*** Opening Records shown ***

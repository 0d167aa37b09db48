//! Tests for utility functions

use std::time::Duration;

use agent_orchestrator::util::{init_tracing, now_ms, Clock, ManualClock, SystemClock};

#[test]
fn test_manual_clock_advances() {
    let clock = ManualClock::new(0);
    assert_eq!(clock.now_ms(), 0);
    clock.advance(Duration::from_millis(1_500));
    assert_eq!(clock.now_ms(), 1_500);
}

#[test]
fn test_system_clock_tracks_now() {
    let before = now_ms();
    let read = SystemClock.now_ms();
    assert!(read >= before);
}

#[test]
fn test_init_tracing_is_idempotent() {
    init_tracing();
    init_tracing();
    tracing::info!("tracing initialised twice without panicking");
}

*** Closing Records shown ***

Task instructions:
Check each line above for the word "Duration", and give only the number of lines that contain it.

Result of the task:
2